- **Assignment**: Everything from the line with "let discovery = catalog.discovery.unwrap();" to the end of the entries should be copied exactly, and nothing else.

- **Extracted material**:
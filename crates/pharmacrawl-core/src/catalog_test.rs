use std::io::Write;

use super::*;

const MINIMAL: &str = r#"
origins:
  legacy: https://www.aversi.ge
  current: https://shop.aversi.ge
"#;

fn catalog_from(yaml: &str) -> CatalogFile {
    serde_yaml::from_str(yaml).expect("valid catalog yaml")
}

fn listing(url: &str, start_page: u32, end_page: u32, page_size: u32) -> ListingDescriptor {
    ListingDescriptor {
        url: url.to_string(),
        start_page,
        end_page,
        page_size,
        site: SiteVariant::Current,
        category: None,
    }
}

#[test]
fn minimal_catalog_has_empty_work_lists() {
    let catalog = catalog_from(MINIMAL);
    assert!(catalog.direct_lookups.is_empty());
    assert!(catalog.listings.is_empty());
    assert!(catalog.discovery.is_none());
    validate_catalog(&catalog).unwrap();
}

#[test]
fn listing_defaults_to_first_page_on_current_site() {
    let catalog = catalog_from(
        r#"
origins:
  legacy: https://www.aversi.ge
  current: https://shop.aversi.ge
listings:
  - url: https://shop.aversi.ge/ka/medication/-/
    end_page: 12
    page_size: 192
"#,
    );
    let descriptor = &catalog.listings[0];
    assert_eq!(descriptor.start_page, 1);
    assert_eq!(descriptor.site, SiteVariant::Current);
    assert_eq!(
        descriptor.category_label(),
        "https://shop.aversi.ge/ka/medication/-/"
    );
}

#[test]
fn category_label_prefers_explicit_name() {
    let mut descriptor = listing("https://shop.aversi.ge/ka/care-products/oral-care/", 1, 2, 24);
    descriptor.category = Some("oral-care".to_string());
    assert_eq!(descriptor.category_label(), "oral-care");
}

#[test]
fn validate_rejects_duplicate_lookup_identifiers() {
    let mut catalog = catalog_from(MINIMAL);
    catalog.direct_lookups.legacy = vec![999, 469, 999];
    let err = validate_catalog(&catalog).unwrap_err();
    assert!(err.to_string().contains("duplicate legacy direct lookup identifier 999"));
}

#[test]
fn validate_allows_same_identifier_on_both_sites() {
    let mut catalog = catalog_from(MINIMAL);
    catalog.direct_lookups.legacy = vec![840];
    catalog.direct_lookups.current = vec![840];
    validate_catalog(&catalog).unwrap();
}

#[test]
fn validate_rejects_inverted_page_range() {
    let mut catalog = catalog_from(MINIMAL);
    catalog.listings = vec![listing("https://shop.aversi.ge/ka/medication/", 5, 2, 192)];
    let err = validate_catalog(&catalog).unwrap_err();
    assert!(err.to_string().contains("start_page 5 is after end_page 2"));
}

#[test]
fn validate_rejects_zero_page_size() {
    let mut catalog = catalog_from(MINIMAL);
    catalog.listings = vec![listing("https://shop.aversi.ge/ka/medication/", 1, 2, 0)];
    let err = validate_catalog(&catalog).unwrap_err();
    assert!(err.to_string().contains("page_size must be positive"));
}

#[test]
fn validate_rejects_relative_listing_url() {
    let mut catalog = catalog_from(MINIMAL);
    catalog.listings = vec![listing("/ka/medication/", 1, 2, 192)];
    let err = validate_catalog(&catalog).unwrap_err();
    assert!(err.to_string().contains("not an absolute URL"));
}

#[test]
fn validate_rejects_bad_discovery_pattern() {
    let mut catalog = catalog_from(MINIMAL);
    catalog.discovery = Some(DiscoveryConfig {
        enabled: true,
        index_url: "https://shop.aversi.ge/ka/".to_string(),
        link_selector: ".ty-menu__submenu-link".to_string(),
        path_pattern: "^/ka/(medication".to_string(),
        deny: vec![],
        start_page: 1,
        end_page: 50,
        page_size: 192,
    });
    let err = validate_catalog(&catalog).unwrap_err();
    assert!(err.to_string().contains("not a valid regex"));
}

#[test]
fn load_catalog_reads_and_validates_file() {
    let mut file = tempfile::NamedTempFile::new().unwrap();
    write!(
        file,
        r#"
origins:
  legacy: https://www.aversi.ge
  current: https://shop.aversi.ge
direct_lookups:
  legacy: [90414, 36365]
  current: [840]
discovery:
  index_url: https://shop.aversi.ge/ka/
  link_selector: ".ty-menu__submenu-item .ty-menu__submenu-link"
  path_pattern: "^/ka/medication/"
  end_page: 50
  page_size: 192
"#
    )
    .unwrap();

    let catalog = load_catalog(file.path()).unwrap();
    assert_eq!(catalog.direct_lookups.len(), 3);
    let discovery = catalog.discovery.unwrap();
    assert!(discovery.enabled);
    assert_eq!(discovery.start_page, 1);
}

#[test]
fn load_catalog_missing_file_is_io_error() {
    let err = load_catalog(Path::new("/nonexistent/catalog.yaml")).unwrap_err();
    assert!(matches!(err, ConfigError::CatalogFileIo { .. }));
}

- **Answer space**:
    let discovery = catalog.discovery.unwrap();
    assert!(discovery.enabled);
    assert_eq!(discovery.start_page, 1);
}

#[test]
fn load_catalog_missing_file_is_io_error() {
    let err = load_catalog(Path::new("/nonexistent/catalog.yaml")).unwrap_err();
    assert!(matches!(err, ConfigError::CatalogFileIo { .. }));
}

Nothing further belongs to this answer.